═════ Exercise data ═════
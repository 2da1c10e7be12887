//! The triple sink every entity builder writes through.

use std::collections::HashSet;
use std::io;

use crate::emitter::TriplesEmitter;
use crate::model::{Node, Object, Triple};

/// Triples produced from one row.
pub type Fragment = SafeGraph;

/// A set of triples that refuses statements about unknown things.
///
/// [`add`](Self::add) silently drops a triple when its subject, predicate or
/// object is not present (the null node, a null literal, an empty string).
/// Duplicates are ignored; insertion order is kept so output is stable.
#[derive(Debug, Clone, Default)]
pub struct SafeGraph {
    triples: Vec<Triple>,
    seen: HashSet<Triple>,
    dropped: usize,
}

impl SafeGraph {
    pub fn new() -> Self {
        Self::default()
    }

    /// Insert `(subject, predicate, object)` unless any part is missing.
    /// Returns whether the triple is now in the graph.
    pub fn add(&mut self, subject: &Node, predicate: &str, object: impl Into<Object>) -> bool {
        let object = object.into();
        if !subject.is_present() || predicate.is_empty() || !object.is_present() {
            self.dropped += 1;
            return false;
        }

        let triple = Triple::new(subject.clone(), predicate, object);
        if self.seen.insert(triple.clone()) {
            self.triples.push(triple);
        }
        true
    }

    pub fn len(&self) -> usize {
        self.triples.len()
    }

    pub fn is_empty(&self) -> bool {
        self.triples.is_empty()
    }

    /// Number of statements refused because a term was missing.
    pub fn dropped(&self) -> usize {
        self.dropped
    }

    pub fn contains(&self, triple: &Triple) -> bool {
        self.seen.contains(triple)
    }

    pub fn iter(&self) -> impl Iterator<Item = &Triple> {
        self.triples.iter()
    }

    /// Triples with the given subject and predicate.
    pub fn objects<'a>(
        &'a self,
        subject: &'a Node,
        predicate: &'a str,
    ) -> impl Iterator<Item = &'a Object> + 'a {
        self.triples
            .iter()
            .filter(move |t| &t.subject == subject && t.predicate == predicate)
            .map(|t| &t.object)
    }

    /// Subjects typed as `class` via `rdf:type`.
    pub fn instances_of<'a>(&'a self, class: &'a str) -> impl Iterator<Item = &'a Node> + 'a {
        self.triples
            .iter()
            .filter(move |t| {
                t.predicate == crate::model::ontology::standard::RDF_TYPE
                    && t.object.as_node().and_then(Node::as_iri) == Some(class)
            })
            .map(|t| &t.subject)
    }

    /// Write every triple to `emitter`, in insertion order.
    pub fn emit<E: TriplesEmitter + ?Sized>(&self, emitter: &mut E) -> io::Result<()> {
        for triple in &self.triples {
            emitter.emit(triple)?;
        }
        Ok(())
    }

    pub fn into_triples(self) -> Vec<Triple> {
        self.triples
    }
}

impl<'a> IntoIterator for &'a SafeGraph {
    type Item = &'a Triple;
    type IntoIter = std::slice::Iter<'a, Triple>;

    fn into_iter(self) -> Self::IntoIter {
        self.triples.iter()
    }
}
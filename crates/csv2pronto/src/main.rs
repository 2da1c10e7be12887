use std::fs::File;
use std::io::{self, BufReader, BufWriter, IsTerminal, Write};
use std::path::{Path, PathBuf};
use std::process;

use anyhow::{bail, Context, Result};
use clap::Parser;
use tracing::info;
use tracing_subscriber::{layer::SubscriberExt, util::SubscriberInitExt, EnvFilter};

use csv2pronto::batch::{convert_csv, BatchSummary, OnReject};
use csv2pronto::converter::register_prefixes;
use csv2pronto::emitter::ntriples::NTriplesEmitter;
use csv2pronto::emitter::turtle::TurtleEmitter;
use csv2pronto::emitter::TriplesEmitter;
use csv2pronto::import::{format_from_path, import_rdf};
use csv2pronto::{ConversionOptions, Converter};

/// Convert a CSV file of real-estate listings to RDF following the Pronto ontology.
#[derive(Parser)]
#[command(name = "csv2pronto", version, about)]
struct Cli {
    /// CSV file to convert.
    input: PathBuf,

    /// Output file path [default: stdout].
    #[arg(short, long, value_name = "FILE")]
    output: Option<PathBuf>,

    /// Output format: ntriples, turtle.
    #[arg(short, long, value_name = "FORMAT", default_value = "ntriples")]
    format: String,

    /// RDF file (e.g. the Pronto ontology) whose triples are written ahead of
    /// the generated ones. Its syntax is guessed from the extension.
    #[arg(long, value_name = "FILE")]
    ontology: Option<PathBuf>,

    /// Namespace for minted IRIs (overrides the config file).
    #[arg(short, long, value_name = "URI")]
    base_uri: Option<String>,

    /// TOML configuration file.
    #[arg(short, long, value_name = "FILE")]
    config: Option<PathBuf>,

    /// Keep site names, listing ids and URLs as they are.
    #[arg(long)]
    no_anonymize: bool,

    /// Stop at the first rejected row instead of skipping it.
    #[arg(long)]
    fail_fast: bool,

    /// Verbose output.
    #[arg(short, long, conflicts_with = "quiet")]
    verbose: bool,

    /// Quiet output.
    #[arg(short, long)]
    quiet: bool,

    /// Log format: text, json.
    #[arg(long, default_value = "text")]
    log_format: String,
}

#[derive(Clone, Copy)]
enum Format {
    NTriples,
    Turtle,
}

impl Format {
    fn parse(name: &str) -> Result<Self> {
        match name.to_lowercase().as_str() {
            "ntriples" | "nt" => Ok(Format::NTriples),
            "turtle" | "ttl" => Ok(Format::Turtle),
            other => bail!("Unknown format: {other}. Use 'ntriples' or 'turtle'."),
        }
    }
}

fn load_options(cli: &Cli) -> Result<ConversionOptions> {
    let mut options = match &cli.config {
        Some(path) => ConversionOptions::from_file(path)?,
        None => ConversionOptions::default(),
    };
    if let Some(base_uri) = &cli.base_uri {
        options.base_uri = base_uri.clone();
    }
    if cli.no_anonymize {
        options.anonymize = false;
    }
    options.validate()?;
    Ok(options)
}

fn write_all<E: TriplesEmitter>(
    mut emitter: E,
    converter: &Converter,
    input: File,
    ontology: Option<&Path>,
    on_reject: OnReject,
) -> Result<BatchSummary> {
    register_prefixes(&mut emitter)?;
    if let Some(path) = ontology {
        let format = format_from_path(path)?;
        let file = File::open(path)
            .with_context(|| format!("Failed to open ontology file: {}", path.display()))?;
        let triples = import_rdf(BufReader::new(file), format, &mut emitter)
            .with_context(|| format!("Failed to merge ontology: {}", path.display()))?;
        info!(ontology = %path.display(), triples, "merged ontology");
    }
    let summary = convert_csv(converter, input, &mut emitter, on_reject)?;
    emitter.flush()?;
    Ok(summary)
}

fn run(cli: Cli) -> Result<()> {
    let format = Format::parse(&cli.format)?;
    let options = load_options(&cli)?;

    info!(input = %cli.input.display(), "loading input");
    let input = File::open(&cli.input)
        .with_context(|| format!("Failed to open input file: {}", cli.input.display()))?;

    // Determine output writer
    let output_writer: Box<dyn Write> = match &cli.output {
        Some(path) => Box::new(BufWriter::new(
            File::create(path)
                .with_context(|| format!("Failed to create output file: {}", path.display()))?,
        )),
        None => Box::new(BufWriter::new(io::stdout().lock())),
    };

    let on_reject = if cli.fail_fast {
        OnReject::Halt
    } else {
        OnReject::Skip
    };
    let converter = Converter::new(options);

    let summary = match format {
        Format::NTriples => write_all(
            NTriplesEmitter::new(output_writer),
            &converter,
            input,
            cli.ontology.as_deref(),
            on_reject,
        )?,
        Format::Turtle => write_all(
            TurtleEmitter::new(output_writer),
            &converter,
            input,
            cli.ontology.as_deref(),
            on_reject,
        )?,
    };

    info!(
        rows = summary.rows,
        converted = summary.converted,
        rejected = summary.rejected,
        triples = summary.triples,
        "Converted {} of {} rows into {} triples",
        summary.converted,
        summary.rows,
        summary.triples
    );

    Ok(())
}

fn setup_tracing(format: &str, verbose: bool, quiet: bool) {
    let default = if verbose {
        "csv2pronto=debug,info"
    } else if quiet {
        "error"
    } else {
        "csv2pronto=info,warn"
    };
    let env_filter = EnvFilter::try_from_default_env().unwrap_or_else(|_| EnvFilter::new(default));

    match format {
        "json" => {
            tracing_subscriber::registry()
                .with(env_filter)
                .with(tracing_subscriber::fmt::layer().json().with_writer(io::stderr))
                .init();
        }
        _ => {
            tracing_subscriber::registry()
                .with(env_filter)
                .with(
                    tracing_subscriber::fmt::layer()
                        .with_ansi(io::stderr().is_terminal())
                        .with_writer(io::stderr),
                )
                .init();
        }
    }
}

fn main() {
    let cli = Cli::parse();
    setup_tracing(&cli.log_format, cli.verbose, cli.quiet);
    if let Err(e) = run(cli) {
        eprintln!("Error: {e:#}");
        process::exit(1);
    }
}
═════
Brief: The response must consist solely of the lines from the top of the records through the line holding "pub type Fragment = SafeGraph;", copied word for word.

Your response:
repository 2da1c10e7be12887
//! The triple sink every entity builder writes through.

use std::collections::HashSet;
use std::io;

use crate::emitter::TriplesEmitter;
use crate::model::{Node, Object, Triple};

/// Triples produced from one row.
pub type Fragment = SafeGraph;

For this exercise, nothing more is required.